Safeguard Your Family Office With This 10-point Cyber Protection Plan

Building A Better Working World

By guest contributor Charlie Carr, Americas Family Office Advisory, EY and Carrie Hall, Americas Family Business Leader, EY

Cybersecurity is a hot topic among family offices, and for good reason. Thriving family businesses have always been ripe targets for thieves and vandals, and the rise of the internet and electronic tools opened additional avenues for such criminals to operate — often with a cloak of anonymity.

With so many risks, and knowing that most family business professionals have very little patience for security and restrictions, we have developed this 10-point cyber protection plan family business leaders can tap to protect their company’s technology.

1. Technology inventory

The office should maintain an inventory of routers (including those at each family member’s home), computers, tablets, phones and other devices. The office needs to maintain these devices and make sure they have updated antivirus, firewall and similar software.

The inventory should also track family email accounts and how they are used. If the accounts are used for sensitive matters, it may be necessary to use secure or encrypted email, or perhaps another form of communication. Finally, it should track databases and the types of data contained therein.

2. Written cyber policy

Family offices should have a written cyber-protection policy, including a connected-device policy, a password policy, social-media policy and payment-authorization policy. Families rarely have penalties for violating these policies, but writing them down, communicating them and providing education urges the family to think about their behavior.

3. Cyber security insurance policy

If the family office oversees family businesses, blog sites or foundations with websites, they should consider cyber security insurance. Such policies can cover liability for loss of data, such as client personal data or credit card details; remediation costs, such as investigation, notification and repairs; and settlement costs, such as client-monitoring services, payments or regulatory fines.

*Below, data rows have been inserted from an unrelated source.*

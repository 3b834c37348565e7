use anyhow::{bail, Context, Result};
use clap::Parser;

use dm_bench::{run, BenchArgs, BenchConfig};

fn main() -> Result<()> {
    env_logger::Builder::from_env(env_logger::Env::default().default_filter_or("info")).init();

    let config = BenchConfig::from_args(BenchArgs::parse()).context("invalid arguments")?;
    log::info!(
        "running {} case(s) x {} strategies, {} repeat(s), seed {}",
        config.sizes.len(),
        config.strategies.len(),
        config.repeats,
        config.seed
    );

    let report = run(&config)?;
    report.print();

    let failed = report.disagreements().count();
    if failed > 0 {
        bail!(
            "{} measurement(s) disagreed with the naive reference beyond tolerance {:e}",
            failed,
            config.tolerance
        );
    }
    Ok(())
}
use std::fmt;
use std::str::FromStr;

use dm_matrix::{AcceleratedBackend, DenseMultiplyBackend, NaiveBackend, TiledBackend};

use crate::error::{BenchError, Result};

/// One of the interchangeable multiplication strategies.
#[derive(Debug, Clone, Copy, PartialEq, Eq)]
pub enum Strategy {
    Naive,
    Tiled(usize),
    Accelerated,
}

impl Strategy {
    /// Instantiate the backend implementing this strategy.
    ///
    /// # Errors
    /// Returns an error for `Tiled(0)`.
    pub fn backend(&self) -> Result<Box<dyn DenseMultiplyBackend>> {
        Ok(match *self {
            Strategy::Naive => Box::new(NaiveBackend::new()),
            Strategy::Tiled(tile) => Box::new(TiledBackend::new(tile)?),
            Strategy::Accelerated => Box::new(AcceleratedBackend::new()),
        })
    }
}

impl fmt::Display for Strategy {
    fn fmt(&self, f: &mut fmt::Formatter<'_>) -> fmt::Result {
        match self {
            Strategy::Naive => write!(f, "naive"),
            Strategy::Tiled(tile) => write!(f, "tiled:{}", tile),
            Strategy::Accelerated => write!(f, "accelerated"),
        }
    }
}

impl FromStr for Strategy {
    type Err = BenchError;

    fn from_str(s: &str) -> Result<Self> {
        let lower = s.trim().to_ascii_lowercase();
        match lower.as_str() {
            "naive" => return Ok(Strategy::Naive),
            "accelerated" | "blas" | "mkl" => return Ok(Strategy::Accelerated),
            _ => {}
        }
        if let Some(tile) = lower.strip_prefix("tiled:") {
            let tile: usize = tile
                .parse()
                .map_err(|_| BenchError::UnknownStrategy(s.to_string()))?;
            if tile == 0 {
                return Err(BenchError::InvalidConfig(
                    "tile size must be at least 1".to_string(),
                ));
            }
            return Ok(Strategy::Tiled(tile));
        }
        Err(BenchError::UnknownStrategy(s.to_string()))
    }
}
use criterion::{black_box, criterion_group, criterion_main, BenchmarkId, Criterion};
use dm_matrix::{multiply_accelerated, multiply_naive, multiply_tiled, Matrix};

fn filled(nrow: usize, ncol: usize) -> Matrix {
    let data: Vec<f64> = (0..nrow * ncol).map(|i| (i % 10) as f64 * 0.1).collect();
    Matrix::from_col_major(nrow, ncol, data).unwrap()
}

fn bench_multiply(c: &mut Criterion) {
    let mut group = c.benchmark_group("multiply");
    group.sample_size(10);

    for size in [64, 128, 256] {
        let a = filled(size, size);
        let b = filled(size, size);

        group.bench_with_input(BenchmarkId::new("naive", size), &size, |bench, _| {
            bench.iter(|| multiply_naive(black_box(&a), black_box(&b)))
        });

        for tile in [16, 32, 64] {
            group.bench_with_input(
                BenchmarkId::new(format!("tiled_{}", tile), size),
                &size,
                |bench, _| bench.iter(|| multiply_tiled(black_box(&a), black_box(&b), tile).unwrap()),
            );
        }

        group.bench_with_input(BenchmarkId::new("accelerated", size), &size, |bench, _| {
            bench.iter(|| multiply_accelerated(black_box(&a), black_box(&b)))
        });
    }

    group.finish();
}

criterion_group!(benches, bench_multiply);
criterion_main!(benches);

4. Vulnerability assessment

Vulnerability assessments identify the weaknesses in a system. For a family office, this should include the family office, businesses overseen by the office (including a foundation office) and each family member’s home systems. Such assessments should be conducted at least annually.

5. Encryption tools

Most offices find it necessary to share confidential information electronically with family members and outside advisors. If sent in standard emails, the data passes through the internet and could be intercepted and read by hackers. One way to prevent this is to use email encryption tools. These tools encode the message before it is sent, and the receiver has a similar tool to decrypt and read the secure message. If someone intercepts the message, it will be indecipherable unless they have the proper decryption tool.

6. Identity protection

Despite all of the best efforts, there remains a risk that a family member’s identity could be stolen. There are many firms that will monitor any new account openings, credit requests and similar activity. They notify clients of any activity, giving them the opportunity to validate the request and prohibit transactions, if desired. They also can create a freeze, such that new accounts cannot be opened. If someone’s identity is stolen, these firms are experienced in helping the person recover from such theft.

7. Cyber education

The family office can use the most robust tools and vendors available, but they need to be paired with cyber education. Family members need to understand how their social media posts may cause harm, how thieves may use phishing techniques to obtain passwords or other key information, and how hackers obtain email passwords and use family member emails to request wire transfers. Cyber education should be a key part of annual family meetings.

8. Data backups

Few people have the discipline to consistently back up their devices on their own, making it a key function for the family office to address. It is generally preferable for backups to be stored off-site, which frequently requires a cloud-based provider. On-site backups could be lost if there is flood, fire or other disaster at the office. The office should research backup providers carefully to ensure security is not compromised. The office should automate the backups to the extent possible, so the family does not have to launch or initiate the effort.

9. Background checks

The family office should conduct criminal background checks annually on family office staff and vendors. In EY’s recent Global Information Security Survey, 57% of respondents said that the most likely source of a cyber attack is an employee, and 35% said it was a contractor working in their offices.

10. Network monitoring

Family offices should have staff or a vendor monitoring the family office network, business networks and family home networks, looking for signs of an intrusion. Very few family offices have the proper staff to do this internally, so they should rely on trusted outside firms. Such firms monitor systems 24 hours a day and can shut them down in the event of an attack.